§ **Required work**: Extract precisely the lines of the entries below, from the first line through the line containing "dropped (empty), rejected".

[Data provided]

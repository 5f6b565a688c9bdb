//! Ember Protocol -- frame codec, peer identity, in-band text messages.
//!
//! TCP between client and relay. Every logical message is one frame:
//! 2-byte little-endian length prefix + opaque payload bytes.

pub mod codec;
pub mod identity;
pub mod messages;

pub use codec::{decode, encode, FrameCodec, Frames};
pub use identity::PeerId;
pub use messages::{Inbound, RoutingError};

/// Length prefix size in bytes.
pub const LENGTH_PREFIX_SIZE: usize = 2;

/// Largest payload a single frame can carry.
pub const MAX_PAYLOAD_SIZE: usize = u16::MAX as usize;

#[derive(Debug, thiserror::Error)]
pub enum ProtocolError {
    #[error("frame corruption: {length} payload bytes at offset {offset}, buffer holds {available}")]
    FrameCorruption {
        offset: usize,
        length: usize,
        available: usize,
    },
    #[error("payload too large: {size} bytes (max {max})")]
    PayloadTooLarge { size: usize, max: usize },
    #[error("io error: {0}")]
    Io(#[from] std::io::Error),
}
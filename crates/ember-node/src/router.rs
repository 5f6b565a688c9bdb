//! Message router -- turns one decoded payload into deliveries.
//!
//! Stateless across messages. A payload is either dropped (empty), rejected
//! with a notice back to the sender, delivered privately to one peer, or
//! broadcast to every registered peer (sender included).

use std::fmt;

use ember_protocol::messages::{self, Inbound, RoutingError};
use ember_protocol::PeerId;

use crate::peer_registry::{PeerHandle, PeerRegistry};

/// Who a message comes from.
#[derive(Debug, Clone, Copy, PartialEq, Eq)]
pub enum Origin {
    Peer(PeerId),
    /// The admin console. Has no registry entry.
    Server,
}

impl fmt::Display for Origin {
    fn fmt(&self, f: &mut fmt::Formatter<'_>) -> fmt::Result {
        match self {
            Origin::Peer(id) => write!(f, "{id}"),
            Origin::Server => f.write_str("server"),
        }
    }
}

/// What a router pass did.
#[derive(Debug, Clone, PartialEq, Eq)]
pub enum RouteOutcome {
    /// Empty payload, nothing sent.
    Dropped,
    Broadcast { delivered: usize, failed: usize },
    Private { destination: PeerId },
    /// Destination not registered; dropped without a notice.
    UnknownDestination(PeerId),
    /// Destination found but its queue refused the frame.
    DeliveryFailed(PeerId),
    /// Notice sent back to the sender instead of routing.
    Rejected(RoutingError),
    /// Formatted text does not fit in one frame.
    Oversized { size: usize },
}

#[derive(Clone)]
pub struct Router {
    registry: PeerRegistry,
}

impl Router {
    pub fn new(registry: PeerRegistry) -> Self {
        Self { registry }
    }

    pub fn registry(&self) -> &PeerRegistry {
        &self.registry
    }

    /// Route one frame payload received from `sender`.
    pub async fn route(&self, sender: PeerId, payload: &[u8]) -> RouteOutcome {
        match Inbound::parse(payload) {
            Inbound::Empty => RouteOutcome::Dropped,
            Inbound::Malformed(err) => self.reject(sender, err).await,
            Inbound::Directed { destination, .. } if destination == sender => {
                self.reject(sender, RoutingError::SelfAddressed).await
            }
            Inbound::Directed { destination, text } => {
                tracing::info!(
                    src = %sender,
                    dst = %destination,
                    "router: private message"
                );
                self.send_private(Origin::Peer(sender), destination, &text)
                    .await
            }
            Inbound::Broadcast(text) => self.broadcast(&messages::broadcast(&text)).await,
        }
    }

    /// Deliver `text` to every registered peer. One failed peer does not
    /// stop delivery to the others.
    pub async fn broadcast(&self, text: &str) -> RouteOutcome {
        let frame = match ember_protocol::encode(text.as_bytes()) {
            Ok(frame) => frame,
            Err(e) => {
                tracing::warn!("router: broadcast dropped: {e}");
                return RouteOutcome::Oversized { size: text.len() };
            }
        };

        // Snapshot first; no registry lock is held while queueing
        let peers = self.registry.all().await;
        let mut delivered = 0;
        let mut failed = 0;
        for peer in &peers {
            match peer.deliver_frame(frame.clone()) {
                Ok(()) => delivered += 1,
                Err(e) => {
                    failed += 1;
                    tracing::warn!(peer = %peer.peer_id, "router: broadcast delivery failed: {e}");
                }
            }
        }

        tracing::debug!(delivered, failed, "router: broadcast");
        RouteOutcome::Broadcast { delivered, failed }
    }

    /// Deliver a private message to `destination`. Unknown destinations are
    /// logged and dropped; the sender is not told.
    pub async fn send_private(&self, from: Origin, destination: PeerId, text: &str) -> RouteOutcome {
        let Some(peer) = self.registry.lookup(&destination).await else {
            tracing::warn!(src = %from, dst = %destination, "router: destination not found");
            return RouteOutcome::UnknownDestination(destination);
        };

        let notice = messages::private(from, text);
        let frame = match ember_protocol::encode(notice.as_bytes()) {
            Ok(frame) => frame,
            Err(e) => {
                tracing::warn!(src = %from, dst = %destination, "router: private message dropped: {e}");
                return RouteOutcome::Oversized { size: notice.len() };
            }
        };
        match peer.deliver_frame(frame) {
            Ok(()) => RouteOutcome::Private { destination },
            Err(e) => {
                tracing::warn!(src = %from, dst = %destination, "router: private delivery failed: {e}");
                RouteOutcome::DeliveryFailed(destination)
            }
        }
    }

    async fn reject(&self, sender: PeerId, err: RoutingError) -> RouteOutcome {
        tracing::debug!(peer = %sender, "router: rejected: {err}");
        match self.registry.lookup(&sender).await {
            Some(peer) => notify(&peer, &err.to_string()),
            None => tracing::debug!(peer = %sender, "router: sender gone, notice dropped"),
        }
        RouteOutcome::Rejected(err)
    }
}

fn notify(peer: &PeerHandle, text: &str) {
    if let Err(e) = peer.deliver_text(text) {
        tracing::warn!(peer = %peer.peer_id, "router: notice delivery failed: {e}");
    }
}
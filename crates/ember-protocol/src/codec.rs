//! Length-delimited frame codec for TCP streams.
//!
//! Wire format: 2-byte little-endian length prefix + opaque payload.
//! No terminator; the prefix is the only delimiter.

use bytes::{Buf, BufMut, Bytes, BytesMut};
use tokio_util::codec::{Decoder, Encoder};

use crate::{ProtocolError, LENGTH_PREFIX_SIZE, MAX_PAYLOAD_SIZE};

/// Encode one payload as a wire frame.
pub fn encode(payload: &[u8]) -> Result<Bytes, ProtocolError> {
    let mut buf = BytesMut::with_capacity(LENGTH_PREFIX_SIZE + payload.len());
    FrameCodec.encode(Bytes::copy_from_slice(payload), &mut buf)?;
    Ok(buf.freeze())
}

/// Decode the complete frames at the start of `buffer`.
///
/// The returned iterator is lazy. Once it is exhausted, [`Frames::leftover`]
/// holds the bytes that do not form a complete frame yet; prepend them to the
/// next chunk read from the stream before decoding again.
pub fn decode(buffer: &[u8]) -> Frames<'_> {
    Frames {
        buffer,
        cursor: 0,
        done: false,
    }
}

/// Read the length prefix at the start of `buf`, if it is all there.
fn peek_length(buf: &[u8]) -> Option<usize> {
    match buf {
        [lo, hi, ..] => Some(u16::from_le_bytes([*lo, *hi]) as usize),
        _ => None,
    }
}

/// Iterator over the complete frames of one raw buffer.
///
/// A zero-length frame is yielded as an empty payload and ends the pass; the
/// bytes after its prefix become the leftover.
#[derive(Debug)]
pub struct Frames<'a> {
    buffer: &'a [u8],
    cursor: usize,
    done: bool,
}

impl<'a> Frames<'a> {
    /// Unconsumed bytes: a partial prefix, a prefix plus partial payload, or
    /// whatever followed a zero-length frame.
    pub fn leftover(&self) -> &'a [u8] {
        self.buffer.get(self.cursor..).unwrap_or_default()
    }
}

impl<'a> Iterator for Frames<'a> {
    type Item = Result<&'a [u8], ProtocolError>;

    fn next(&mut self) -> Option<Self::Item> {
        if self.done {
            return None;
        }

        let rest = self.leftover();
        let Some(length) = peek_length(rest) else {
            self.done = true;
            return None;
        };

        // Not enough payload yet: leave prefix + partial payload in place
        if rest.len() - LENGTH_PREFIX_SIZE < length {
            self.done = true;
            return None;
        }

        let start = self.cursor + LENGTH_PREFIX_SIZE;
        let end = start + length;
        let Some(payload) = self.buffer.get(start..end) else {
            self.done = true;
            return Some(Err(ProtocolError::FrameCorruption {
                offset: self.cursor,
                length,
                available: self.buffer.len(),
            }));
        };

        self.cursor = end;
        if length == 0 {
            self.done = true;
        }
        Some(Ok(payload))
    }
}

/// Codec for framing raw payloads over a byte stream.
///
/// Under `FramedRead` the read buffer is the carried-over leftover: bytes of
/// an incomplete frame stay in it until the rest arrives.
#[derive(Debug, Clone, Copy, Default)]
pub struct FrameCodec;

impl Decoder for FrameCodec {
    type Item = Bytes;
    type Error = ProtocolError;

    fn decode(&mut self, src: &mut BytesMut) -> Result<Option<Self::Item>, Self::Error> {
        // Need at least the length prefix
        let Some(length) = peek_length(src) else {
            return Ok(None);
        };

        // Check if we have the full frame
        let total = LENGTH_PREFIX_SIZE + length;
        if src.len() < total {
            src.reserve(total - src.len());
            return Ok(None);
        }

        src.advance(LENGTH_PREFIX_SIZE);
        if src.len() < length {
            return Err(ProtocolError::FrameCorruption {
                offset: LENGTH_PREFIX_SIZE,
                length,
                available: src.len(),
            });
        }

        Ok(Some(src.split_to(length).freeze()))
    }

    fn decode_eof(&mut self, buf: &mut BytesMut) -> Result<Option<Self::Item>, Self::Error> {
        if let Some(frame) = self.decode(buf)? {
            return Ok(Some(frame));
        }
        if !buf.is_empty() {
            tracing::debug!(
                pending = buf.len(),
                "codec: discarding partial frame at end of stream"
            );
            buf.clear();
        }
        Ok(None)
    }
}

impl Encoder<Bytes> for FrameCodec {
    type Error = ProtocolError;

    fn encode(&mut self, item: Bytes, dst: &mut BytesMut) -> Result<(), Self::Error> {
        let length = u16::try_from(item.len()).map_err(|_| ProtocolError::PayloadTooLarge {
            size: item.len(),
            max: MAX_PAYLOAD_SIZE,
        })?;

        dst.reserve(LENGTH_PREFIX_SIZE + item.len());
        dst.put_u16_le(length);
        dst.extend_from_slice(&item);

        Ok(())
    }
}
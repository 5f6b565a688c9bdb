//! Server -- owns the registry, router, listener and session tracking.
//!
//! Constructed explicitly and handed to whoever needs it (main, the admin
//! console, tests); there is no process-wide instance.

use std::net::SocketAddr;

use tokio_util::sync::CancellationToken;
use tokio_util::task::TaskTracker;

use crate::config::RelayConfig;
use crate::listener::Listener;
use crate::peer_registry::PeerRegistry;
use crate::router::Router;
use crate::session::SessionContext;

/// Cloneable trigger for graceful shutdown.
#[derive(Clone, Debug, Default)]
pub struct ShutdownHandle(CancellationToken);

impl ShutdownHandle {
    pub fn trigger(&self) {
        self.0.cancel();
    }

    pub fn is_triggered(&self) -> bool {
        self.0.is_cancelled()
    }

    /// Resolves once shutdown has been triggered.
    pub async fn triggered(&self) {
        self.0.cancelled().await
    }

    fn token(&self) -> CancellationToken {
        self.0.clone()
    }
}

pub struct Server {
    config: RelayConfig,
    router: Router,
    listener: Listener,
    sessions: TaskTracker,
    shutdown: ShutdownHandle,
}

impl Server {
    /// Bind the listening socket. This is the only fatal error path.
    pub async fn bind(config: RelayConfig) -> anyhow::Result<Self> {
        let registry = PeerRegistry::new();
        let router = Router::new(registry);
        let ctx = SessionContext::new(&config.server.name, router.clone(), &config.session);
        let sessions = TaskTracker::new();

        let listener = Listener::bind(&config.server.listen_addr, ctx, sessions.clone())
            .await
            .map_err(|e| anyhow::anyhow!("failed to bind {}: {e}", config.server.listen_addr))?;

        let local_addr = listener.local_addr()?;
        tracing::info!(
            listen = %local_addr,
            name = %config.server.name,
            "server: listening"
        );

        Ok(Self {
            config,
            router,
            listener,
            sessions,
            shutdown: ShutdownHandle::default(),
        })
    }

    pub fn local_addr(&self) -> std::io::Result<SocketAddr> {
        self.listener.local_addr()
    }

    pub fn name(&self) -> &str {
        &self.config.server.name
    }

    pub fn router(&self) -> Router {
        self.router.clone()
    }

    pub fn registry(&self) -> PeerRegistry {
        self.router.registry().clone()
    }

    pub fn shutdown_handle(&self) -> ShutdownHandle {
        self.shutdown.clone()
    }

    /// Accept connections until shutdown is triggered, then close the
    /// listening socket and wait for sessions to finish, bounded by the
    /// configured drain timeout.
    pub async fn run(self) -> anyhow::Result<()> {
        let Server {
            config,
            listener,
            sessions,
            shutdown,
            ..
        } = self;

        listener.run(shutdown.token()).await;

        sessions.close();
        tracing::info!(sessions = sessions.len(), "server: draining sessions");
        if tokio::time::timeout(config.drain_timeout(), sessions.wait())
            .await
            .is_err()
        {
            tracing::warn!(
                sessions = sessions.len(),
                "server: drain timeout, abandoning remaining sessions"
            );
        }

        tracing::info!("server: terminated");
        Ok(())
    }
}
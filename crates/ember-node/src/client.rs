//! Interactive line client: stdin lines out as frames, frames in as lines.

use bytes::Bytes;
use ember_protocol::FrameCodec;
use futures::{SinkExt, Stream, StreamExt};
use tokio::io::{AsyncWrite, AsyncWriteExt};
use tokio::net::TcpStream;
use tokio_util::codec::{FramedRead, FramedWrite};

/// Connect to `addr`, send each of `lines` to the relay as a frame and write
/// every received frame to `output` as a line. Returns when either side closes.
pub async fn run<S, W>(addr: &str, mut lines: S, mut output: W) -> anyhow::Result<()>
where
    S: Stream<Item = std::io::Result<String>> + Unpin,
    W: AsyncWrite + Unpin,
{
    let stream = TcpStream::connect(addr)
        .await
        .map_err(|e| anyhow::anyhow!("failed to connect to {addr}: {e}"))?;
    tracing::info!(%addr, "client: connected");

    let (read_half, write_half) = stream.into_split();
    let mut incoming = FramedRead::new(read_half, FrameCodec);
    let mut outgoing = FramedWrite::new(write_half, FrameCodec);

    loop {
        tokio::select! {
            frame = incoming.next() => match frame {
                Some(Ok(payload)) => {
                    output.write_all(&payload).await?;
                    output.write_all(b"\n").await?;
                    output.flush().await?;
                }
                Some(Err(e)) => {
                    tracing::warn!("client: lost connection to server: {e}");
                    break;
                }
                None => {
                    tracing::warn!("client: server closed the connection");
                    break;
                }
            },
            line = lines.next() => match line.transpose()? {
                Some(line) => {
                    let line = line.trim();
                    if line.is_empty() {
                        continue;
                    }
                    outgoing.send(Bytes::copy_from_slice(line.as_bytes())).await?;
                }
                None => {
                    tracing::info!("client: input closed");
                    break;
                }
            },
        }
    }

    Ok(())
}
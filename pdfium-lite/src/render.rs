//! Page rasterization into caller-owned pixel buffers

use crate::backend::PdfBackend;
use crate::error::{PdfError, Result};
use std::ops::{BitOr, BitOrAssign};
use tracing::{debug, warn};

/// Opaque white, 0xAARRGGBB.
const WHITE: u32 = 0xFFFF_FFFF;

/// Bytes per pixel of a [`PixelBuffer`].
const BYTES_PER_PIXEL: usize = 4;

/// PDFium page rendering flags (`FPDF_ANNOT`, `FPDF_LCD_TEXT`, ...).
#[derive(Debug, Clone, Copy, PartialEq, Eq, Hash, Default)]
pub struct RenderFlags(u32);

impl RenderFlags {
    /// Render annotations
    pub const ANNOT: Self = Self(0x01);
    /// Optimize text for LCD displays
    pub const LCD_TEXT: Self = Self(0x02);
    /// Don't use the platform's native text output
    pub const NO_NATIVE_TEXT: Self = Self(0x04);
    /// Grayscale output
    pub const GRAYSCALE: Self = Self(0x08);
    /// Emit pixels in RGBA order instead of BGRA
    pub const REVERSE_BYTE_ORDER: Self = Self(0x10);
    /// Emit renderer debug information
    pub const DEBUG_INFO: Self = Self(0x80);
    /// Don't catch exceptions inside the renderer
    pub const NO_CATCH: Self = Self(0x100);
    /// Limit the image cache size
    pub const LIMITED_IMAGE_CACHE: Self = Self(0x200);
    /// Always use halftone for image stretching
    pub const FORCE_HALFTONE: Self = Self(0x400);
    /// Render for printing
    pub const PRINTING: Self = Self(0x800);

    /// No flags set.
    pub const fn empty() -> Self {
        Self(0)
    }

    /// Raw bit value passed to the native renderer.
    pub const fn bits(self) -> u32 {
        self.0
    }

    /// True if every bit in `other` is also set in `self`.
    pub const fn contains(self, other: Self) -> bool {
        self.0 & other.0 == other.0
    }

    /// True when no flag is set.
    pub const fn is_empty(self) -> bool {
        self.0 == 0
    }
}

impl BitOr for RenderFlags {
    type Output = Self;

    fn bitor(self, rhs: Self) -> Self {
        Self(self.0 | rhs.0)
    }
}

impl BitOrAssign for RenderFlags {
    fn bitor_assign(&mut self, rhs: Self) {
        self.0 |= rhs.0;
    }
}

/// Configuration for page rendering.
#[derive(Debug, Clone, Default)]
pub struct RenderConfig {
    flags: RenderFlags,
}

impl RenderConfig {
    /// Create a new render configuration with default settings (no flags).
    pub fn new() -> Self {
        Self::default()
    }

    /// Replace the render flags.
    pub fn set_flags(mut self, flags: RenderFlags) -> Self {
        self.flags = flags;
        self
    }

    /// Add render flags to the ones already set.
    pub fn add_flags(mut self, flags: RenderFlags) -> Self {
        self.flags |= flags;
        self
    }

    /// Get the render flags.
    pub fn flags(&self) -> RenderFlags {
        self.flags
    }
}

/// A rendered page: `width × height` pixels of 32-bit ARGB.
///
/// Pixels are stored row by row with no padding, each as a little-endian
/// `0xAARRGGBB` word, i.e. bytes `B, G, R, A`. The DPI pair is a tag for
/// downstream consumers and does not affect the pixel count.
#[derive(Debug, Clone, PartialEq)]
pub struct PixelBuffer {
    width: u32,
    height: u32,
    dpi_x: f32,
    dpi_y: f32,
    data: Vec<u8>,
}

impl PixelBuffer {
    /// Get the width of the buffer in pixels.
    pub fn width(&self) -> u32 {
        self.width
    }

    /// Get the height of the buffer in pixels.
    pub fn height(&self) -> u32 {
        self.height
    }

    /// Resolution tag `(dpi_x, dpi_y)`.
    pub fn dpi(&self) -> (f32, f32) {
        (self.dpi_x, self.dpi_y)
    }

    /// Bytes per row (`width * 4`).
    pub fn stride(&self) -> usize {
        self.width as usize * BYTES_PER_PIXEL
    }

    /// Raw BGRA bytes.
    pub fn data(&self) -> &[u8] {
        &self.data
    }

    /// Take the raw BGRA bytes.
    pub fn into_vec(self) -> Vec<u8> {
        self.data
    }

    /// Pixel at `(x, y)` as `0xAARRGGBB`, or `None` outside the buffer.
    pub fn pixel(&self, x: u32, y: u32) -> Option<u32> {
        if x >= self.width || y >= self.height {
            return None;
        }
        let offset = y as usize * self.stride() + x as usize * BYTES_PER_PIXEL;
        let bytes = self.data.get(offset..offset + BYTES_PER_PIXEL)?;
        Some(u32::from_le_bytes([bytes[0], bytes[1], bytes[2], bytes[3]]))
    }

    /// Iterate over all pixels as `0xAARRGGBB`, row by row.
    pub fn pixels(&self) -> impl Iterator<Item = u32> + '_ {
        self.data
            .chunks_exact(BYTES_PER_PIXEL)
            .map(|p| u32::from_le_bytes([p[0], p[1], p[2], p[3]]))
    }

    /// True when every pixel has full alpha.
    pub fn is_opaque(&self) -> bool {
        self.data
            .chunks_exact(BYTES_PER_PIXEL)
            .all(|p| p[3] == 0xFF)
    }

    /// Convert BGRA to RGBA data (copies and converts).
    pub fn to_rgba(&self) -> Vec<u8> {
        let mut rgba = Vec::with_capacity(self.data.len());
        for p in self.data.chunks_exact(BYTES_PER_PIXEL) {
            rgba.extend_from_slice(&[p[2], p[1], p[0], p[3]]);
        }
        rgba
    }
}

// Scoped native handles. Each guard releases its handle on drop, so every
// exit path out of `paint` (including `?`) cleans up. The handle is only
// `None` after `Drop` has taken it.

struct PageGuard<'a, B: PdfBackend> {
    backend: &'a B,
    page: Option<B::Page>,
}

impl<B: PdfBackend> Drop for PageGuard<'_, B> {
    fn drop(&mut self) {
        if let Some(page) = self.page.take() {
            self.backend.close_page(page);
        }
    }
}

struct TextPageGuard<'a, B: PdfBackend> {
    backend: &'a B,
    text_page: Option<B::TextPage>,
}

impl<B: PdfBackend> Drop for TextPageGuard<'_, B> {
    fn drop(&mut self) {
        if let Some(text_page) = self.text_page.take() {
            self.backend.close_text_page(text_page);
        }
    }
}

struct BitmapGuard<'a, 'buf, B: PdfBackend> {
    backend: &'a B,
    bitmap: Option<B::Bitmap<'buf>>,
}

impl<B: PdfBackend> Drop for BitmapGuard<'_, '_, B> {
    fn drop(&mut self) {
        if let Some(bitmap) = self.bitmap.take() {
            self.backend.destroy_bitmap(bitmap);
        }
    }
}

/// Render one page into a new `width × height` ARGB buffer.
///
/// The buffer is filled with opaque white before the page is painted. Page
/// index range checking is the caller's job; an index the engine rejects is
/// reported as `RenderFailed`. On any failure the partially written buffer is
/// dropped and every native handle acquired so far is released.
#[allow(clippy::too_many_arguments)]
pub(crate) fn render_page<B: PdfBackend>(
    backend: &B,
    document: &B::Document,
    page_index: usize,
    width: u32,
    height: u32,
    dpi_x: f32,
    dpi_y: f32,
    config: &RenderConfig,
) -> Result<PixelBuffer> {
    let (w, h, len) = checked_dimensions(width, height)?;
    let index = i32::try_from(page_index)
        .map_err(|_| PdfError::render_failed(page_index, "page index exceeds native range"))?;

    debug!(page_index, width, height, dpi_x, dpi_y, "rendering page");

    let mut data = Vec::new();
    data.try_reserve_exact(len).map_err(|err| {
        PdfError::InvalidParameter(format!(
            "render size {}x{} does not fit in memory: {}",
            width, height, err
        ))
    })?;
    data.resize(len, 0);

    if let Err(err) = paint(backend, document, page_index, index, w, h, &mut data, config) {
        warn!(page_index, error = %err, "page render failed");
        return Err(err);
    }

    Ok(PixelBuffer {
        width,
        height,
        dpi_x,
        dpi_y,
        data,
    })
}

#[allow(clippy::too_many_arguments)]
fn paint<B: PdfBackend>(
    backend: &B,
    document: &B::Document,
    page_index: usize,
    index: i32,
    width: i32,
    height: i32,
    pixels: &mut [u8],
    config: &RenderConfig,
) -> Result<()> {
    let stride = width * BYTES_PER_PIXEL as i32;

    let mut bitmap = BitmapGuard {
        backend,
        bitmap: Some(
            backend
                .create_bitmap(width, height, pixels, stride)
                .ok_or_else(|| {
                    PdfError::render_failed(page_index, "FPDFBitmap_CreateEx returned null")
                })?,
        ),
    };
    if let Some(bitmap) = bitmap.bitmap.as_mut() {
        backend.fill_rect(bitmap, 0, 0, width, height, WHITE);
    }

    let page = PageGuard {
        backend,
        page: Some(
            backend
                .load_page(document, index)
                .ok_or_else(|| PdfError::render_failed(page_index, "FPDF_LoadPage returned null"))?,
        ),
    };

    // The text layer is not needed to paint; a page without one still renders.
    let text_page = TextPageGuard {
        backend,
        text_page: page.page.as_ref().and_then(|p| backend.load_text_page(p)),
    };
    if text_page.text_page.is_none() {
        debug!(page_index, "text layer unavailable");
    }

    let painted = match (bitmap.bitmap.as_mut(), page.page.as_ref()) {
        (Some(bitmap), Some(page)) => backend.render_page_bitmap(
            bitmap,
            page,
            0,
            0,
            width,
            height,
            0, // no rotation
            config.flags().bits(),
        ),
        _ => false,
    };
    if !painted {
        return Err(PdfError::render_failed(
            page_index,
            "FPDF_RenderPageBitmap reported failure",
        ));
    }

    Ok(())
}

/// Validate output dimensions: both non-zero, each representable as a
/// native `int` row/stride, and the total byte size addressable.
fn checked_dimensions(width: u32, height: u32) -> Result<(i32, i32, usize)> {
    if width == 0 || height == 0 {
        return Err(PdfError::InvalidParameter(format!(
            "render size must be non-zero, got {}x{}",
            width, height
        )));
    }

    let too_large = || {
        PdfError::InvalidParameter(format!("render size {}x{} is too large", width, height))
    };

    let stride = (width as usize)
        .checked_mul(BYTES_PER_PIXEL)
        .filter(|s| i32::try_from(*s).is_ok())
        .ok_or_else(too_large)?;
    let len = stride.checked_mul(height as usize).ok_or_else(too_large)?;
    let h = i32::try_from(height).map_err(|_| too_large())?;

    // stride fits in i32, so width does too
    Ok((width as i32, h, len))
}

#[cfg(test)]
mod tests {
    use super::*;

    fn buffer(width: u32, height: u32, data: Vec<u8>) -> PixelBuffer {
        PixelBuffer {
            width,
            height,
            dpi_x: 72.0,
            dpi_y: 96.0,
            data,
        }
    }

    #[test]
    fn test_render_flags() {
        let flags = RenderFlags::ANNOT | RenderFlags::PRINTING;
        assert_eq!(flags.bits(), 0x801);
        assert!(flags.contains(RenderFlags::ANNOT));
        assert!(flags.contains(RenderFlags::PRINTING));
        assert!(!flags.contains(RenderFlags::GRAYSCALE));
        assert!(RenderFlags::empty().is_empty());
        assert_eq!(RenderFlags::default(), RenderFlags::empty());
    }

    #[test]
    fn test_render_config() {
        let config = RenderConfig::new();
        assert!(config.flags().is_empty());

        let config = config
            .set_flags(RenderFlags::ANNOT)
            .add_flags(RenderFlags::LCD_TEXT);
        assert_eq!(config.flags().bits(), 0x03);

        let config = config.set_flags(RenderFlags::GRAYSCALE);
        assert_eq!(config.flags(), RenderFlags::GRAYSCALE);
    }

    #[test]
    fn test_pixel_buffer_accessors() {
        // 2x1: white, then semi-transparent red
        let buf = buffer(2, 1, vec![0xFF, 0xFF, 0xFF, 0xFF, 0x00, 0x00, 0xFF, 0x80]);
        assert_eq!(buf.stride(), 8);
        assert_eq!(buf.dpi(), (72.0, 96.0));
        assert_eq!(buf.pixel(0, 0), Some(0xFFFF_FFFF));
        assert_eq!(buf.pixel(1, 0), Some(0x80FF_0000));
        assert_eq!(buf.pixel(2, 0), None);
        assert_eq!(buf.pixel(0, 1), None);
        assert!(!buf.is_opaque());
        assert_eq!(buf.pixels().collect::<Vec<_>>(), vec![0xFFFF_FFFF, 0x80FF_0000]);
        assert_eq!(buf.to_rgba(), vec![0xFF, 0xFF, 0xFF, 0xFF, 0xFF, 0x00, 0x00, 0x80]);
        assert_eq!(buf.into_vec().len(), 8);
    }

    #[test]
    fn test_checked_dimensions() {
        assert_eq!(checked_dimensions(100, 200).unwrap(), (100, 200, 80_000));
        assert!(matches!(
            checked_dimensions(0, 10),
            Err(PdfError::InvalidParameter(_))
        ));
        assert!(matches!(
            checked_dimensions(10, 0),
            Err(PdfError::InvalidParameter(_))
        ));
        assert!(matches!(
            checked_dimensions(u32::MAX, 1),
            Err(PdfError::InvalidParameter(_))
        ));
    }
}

[/Data provided]

§ **Answer space**:
repository 5f6b565a688c9bdb
//! Ember Protocol -- frame codec, peer identity, in-band text messages.
//!
//! TCP between client and relay. Every logical message is one frame:
//! 2-byte little-endian length prefix + opaque payload bytes.

pub mod codec;
pub mod identity;
pub mod messages;

pub use codec::{decode, encode, FrameCodec, Frames};
pub use identity::PeerId;
pub use messages::{Inbound, RoutingError};

/// Length prefix size in bytes.
pub const LENGTH_PREFIX_SIZE: usize = 2;

/// Largest payload a single frame can carry.
pub const MAX_PAYLOAD_SIZE: usize = u16::MAX as usize;

#[derive(Debug, thiserror::Error)]
pub enum ProtocolError {
    #[error("frame corruption: {length} payload bytes at offset {offset}, buffer holds {available}")]
    FrameCorruption {
        offset: usize,
        length: usize,
        available: usize,
    },
    #[error("payload too large: {size} bytes (max {max})")]
    PayloadTooLarge { size: usize, max: usize },
    #[error("io error: {0}")]
    Io(#[from] std::io::Error),
}
filename crates/ember-node/src/router.rs
repository 5f6b565a688c9bdb
//! Message router -- turns one decoded payload into deliveries.
//!
//! Stateless across messages. A payload is either dropped (empty), rejected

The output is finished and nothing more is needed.